11:03, September 07, 2011

BEIJING, Sept. 6 (Xinhuanet) -- Living a healthy lifestyle can reduce the risk of diabetes by as much as 80 percent, a new analysis suggested.

Having a healthy diet, exercising, maintaining normal body weight, not smoking and consuming alcohol can lower the risk of developing Type 2 diabetes, according to a U.S. National Institutes of Health report published in the Sept. 6 issue of the Annals of Internal Medicine.

Doctors have long known that bad habits such as smoking, drinking and eating unhealthy foods increase the risk of developing chronic diseases, but the new study is among the first to examine how each factor -- alone and in combination -- contributes to a reduction in the chance a person will get the disease.

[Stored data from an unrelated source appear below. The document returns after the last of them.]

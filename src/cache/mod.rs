//! Stale-while-revalidate cache for expensive aggregate results.
//!
//! Every key moves through a small state machine:
//!
//! - `Loading`: first computation in flight; concurrent callers await the same
//!   shared future.
//! - `Fresh`: value younger than the TTL, served as is.
//! - `Stale`: value expired or its last refresh failed. The next caller starts
//!   a refresh.
//! - `Refreshing`: a refresh is in flight; callers get the previous value.
//!
//! A failed first load removes the key, so the next caller retries. A failed
//! refresh returns the key to `Stale` with the previous value. A panicking
//! compute counts as a failure.

pub mod key;

use std::any::Any;
use std::collections::HashMap;
use std::future::Future;
use std::panic::AssertUnwindSafe;
use std::sync::{Arc, Mutex, MutexGuard, PoisonError};
use std::time::{Duration, Instant};

use futures::future::{BoxFuture, FutureExt, Shared};
use log::{debug, warn};
use serde::Serialize;
use sha2::{Digest, Sha256};
use tokio::task::JoinHandle;

use crate::error::{ChainLensError, Result};

pub use key::{CacheKey, QueryParams, CURRENT_SUMMARY, MERGED_SUMMARY};

/// A value the cache can hold and fingerprint.
pub trait CacheValue: Serialize + Send + Sync + 'static {
    /// CI builds still running inside this value.
    fn running_updates(&self) -> usize {
        0
    }
}

/// Freshness descriptor polled by clients before fetching a full payload.
#[derive(Debug, Clone, PartialEq, Eq, Serialize)]
#[serde(rename_all = "camelCase")]
pub struct UpdateInfo {
    /// The served value is outdated; a newer one is or will be computed.
    pub update_required: bool,
    /// Running CI builds in the value plus refreshes in flight for its key.
    pub running_updates: usize,
    pub hash_code_hex: String,
}

/// A value as served by the cache, with its freshness descriptor.
#[derive(Debug)]
pub struct Cached<T> {
    pub value: Arc<T>,
    pub info: UpdateInfo,
}

impl<T> Clone for Cached<T> {
    fn clone(&self) -> Self {
        Self {
            value: Arc::clone(&self.value),
            info: self.info.clone(),
        }
    }
}

/// SHA-256 over the JSON form of a value, hex encoded.
pub fn content_hash<T: Serialize>(value: &T) -> Result<String> {
    let bytes = serde_json::to_vec(value)?;
    Ok(hex::encode(Sha256::digest(&bytes)))
}

#[derive(Debug)]
struct Computed<T> {
    value: Arc<T>,
    hash: String,
    computed_at: Instant,
}

impl<T: CacheValue> Computed<T> {
    fn new(value: T) -> Result<Arc<Self>> {
        let hash = content_hash(&value)?;
        Ok(Arc::new(Self {
            value: Arc::new(value),
            hash,
            computed_at: Instant::now(),
        }))
    }

    fn serve(&self, update_required: bool, pending_refreshes: usize) -> Cached<T> {
        Cached {
            value: Arc::clone(&self.value),
            info: UpdateInfo {
                update_required,
                running_updates: self.value.running_updates() + pending_refreshes,
                hash_code_hex: self.hash.clone(),
            },
        }
    }
}

type LoadResult<T> = std::result::Result<Arc<Computed<T>>, Arc<ChainLensError>>;
type SharedLoad<T> = Shared<BoxFuture<'static, LoadResult<T>>>;

enum Slot<T> {
    Loading(SharedLoad<T>),
    Fresh(Arc<Computed<T>>),
    Stale(Arc<Computed<T>>),
    Refreshing(Arc<Computed<T>>),
}

enum Action<T> {
    Serve(Cached<T>),
    AwaitLoad(SharedLoad<T>),
    AwaitRefresh(Arc<Computed<T>>, JoinHandle<Result<Arc<Computed<T>>>>),
}

type Slots<T> = Arc<Mutex<HashMap<CacheKey, Slot<T>>>>;

fn lock<T>(slots: &Mutex<T>) -> MutexGuard<'_, T> {
    slots.lock().unwrap_or_else(PoisonError::into_inner)
}

fn panic_message(panic: &(dyn Any + Send)) -> String {
    panic
        .downcast_ref::<&str>()
        .map(|s| (*s).to_string())
        .or_else(|| panic.downcast_ref::<String>().cloned())
        .unwrap_or_else(|| "unknown panic".to_string())
}

/// Runs a compute to completion, turning a panic into an error.
async fn run_compute<T, Fut>(compute: Fut) -> Result<Arc<Computed<T>>>
where
    T: CacheValue,
    Fut: Future<Output = Result<T>>,
{
    match AssertUnwindSafe(compute).catch_unwind().await {
        Ok(result) => result.and_then(Computed::new),
        Err(panic) => Err(ChainLensError::Task(format!(
            "compute panicked: {}",
            panic_message(&*panic)
        ))),
    }
}

/// Cache of computed values per [`CacheKey`].
///
/// With `background_refresh`, an expired value is returned at once while the
/// refresh runs detached. Without it, the caller that finds the value expired
/// waits for the refresh and everyone else is served the previous value in
/// the meantime.
pub struct ResultCache<T> {
    slots: Slots<T>,
    ttl: Duration,
    background_refresh: bool,
}

impl<T> Clone for ResultCache<T> {
    fn clone(&self) -> Self {
        Self {
            slots: Arc::clone(&self.slots),
            ttl: self.ttl,
            background_refresh: self.background_refresh,
        }
    }
}

impl<T: CacheValue> ResultCache<T> {
    pub fn new(ttl: Duration, background_refresh: bool) -> Self {
        Self {
            slots: Arc::new(Mutex::new(HashMap::new())),
            ttl,
            background_refresh,
        }
    }

    /// Returns the cached value for `key`, computing it with `compute` when
    /// there is none yet or the current one has expired.
    ///
    /// `compute` is only called by the caller that moves the key into
    /// `Loading` or `Refreshing`.
    ///
    /// # Errors
    ///
    /// Only a failed first load is returned as an error; every waiter on that
    /// load gets a copy of it.
    pub async fn get<F, Fut>(&self, key: &CacheKey, compute: F) -> Result<Cached<T>>
    where
        F: FnOnce() -> Fut,
        Fut: Future<Output = Result<T>> + Send + 'static,
    {
        let action = {
            let mut slots = lock(&self.slots);
            let (next, action) = match slots.remove(key) {
                None => {
                    debug!("Cache miss for {key}");
                    let load = self.spawn_load(key.clone(), compute());
                    (Slot::Loading(load.clone()), Action::AwaitLoad(load))
                }
                Some(Slot::Loading(load)) => (Slot::Loading(load.clone()), Action::AwaitLoad(load)),
                Some(Slot::Fresh(current)) if current.computed_at.elapsed() < self.ttl => {
                    let served = current.serve(false, 0);
                    (Slot::Fresh(current), Action::Serve(served))
                }
                Some(Slot::Fresh(current) | Slot::Stale(current)) => {
                    debug!("Refreshing {key}");
                    let refresh =
                        self.spawn_refresh(key.clone(), Arc::clone(&current), compute());
                    let action = if self.background_refresh {
                        Action::Serve(current.serve(true, 1))
                    } else {
                        Action::AwaitRefresh(Arc::clone(&current), refresh)
                    };
                    (Slot::Refreshing(current), action)
                }
                Some(Slot::Refreshing(current)) => {
                    let served = current.serve(true, 1);
                    (Slot::Refreshing(current), Action::Serve(served))
                }
            };
            slots.insert(key.clone(), next);
            action
        };

        match action {
            Action::Serve(cached) => Ok(cached),
            Action::AwaitLoad(load) => load
                .await
                .map(|computed| computed.serve(false, 0))
                .map_err(|e| e.duplicate()),
            Action::AwaitRefresh(previous, refresh) => match refresh.await {
                Ok(Ok(computed)) => Ok(computed.serve(false, 0)),
                Ok(Err(_)) => Ok(previous.serve(true, 0)),
                Err(e) => {
                    warn!("Refresh task of {key} did not finish: {e}");
                    lock(&self.slots).insert(key.clone(), Slot::Stale(Arc::clone(&previous)));
                    Ok(previous.serve(true, 0))
                }
            },
        }
    }

    /// Number of keys currently held in any state.
    pub fn len(&self) -> usize {
        lock(&self.slots).len()
    }

    pub fn is_empty(&self) -> bool {
        lock(&self.slots).is_empty()
    }

    fn spawn_load<Fut>(&self, key: CacheKey, compute: Fut) -> SharedLoad<T>
    where
        Fut: Future<Output = Result<T>> + Send + 'static,
    {
        let slots = Arc::clone(&self.slots);
        let task_slots = Arc::clone(&slots);
        let task_key = key.clone();
        let task = tokio::spawn(async move {
            let result = run_compute(compute).await;
            let mut slots = lock(&task_slots);
            match &result {
                Ok(computed) => {
                    slots.insert(task_key, Slot::Fresh(Arc::clone(computed)));
                }
                Err(e) => {
                    warn!("Computing {task_key} failed: {e}");
                    slots.remove(&task_key);
                }
            }
            result.map_err(Arc::new)
        });

        async move {
            match task.await {
                Ok(result) => result,
                Err(e) => {
                    warn!("Load task of {key} did not finish: {e}");
                    let mut slots = lock(&slots);
                    if matches!(slots.get(&key), Some(Slot::Loading(_))) {
                        slots.remove(&key);
                    }
                    Err(Arc::new(ChainLensError::Task(e.to_string())))
                }
            }
        }
        .boxed()
        .shared()
    }

    fn spawn_refresh<Fut>(
        &self,
        key: CacheKey,
        previous: Arc<Computed<T>>,
        compute: Fut,
    ) -> JoinHandle<Result<Arc<Computed<T>>>>
    where
        Fut: Future<Output = Result<T>> + Send + 'static,
    {
        let slots = Arc::clone(&self.slots);
        tokio::spawn(async move {
            let result = run_compute(compute).await;
            let mut slots = lock(&slots);
            match &result {
                Ok(computed) => {
                    if computed.hash != previous.hash {
                        debug!("{key} changed");
                    }
                    slots.insert(key, Slot::Fresh(Arc::clone(computed)));
                }
                Err(e) => {
                    warn!("Refreshing {key} failed, keeping previous value: {e}");
                    slots.insert(key, Slot::Stale(previous));
                }
            }
            result
        })
    }
}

The research is the largest to date, as more than 200,000 healthy people aged from 50 to 71 when the study began in 1995 were involved in the program.

Study participants filled out questionnaires about what foods they ate, whether they were alcohol consumers or smokers, how often they exercised and whether they were overweight.

After the participants were followed for 11 years, about 10% of men in the study and 8% of women developed diabetes.

The study shows people who met all five standards had roughly 80% lower odds of a diabetes diagnosis than demographically similar people who led less healthy lifestyles.

Of all the five lifestyle factors, being overweight was linked most strongly to diabetes risk.

But the study also found that having healthy marks for the other four factors still made a difference, regardless of whether a person was normal weight, overweight or obese.

"This is good news for those individuals who have a tough time losing weight -- you can still lower your risk with these other lifestyle changes," Jared Reis, Ph.D., the lead author of the study and an epidemiologist with the National Heart, Lung, and Blood Institute in Maryland, U.S., was quoted as saying by CNN.

According to U.S. Centers for Disease Control, about 26 million Americans were diagnosed the most common diabetes Type 2, making it the seventh leading cause of death in the U.S.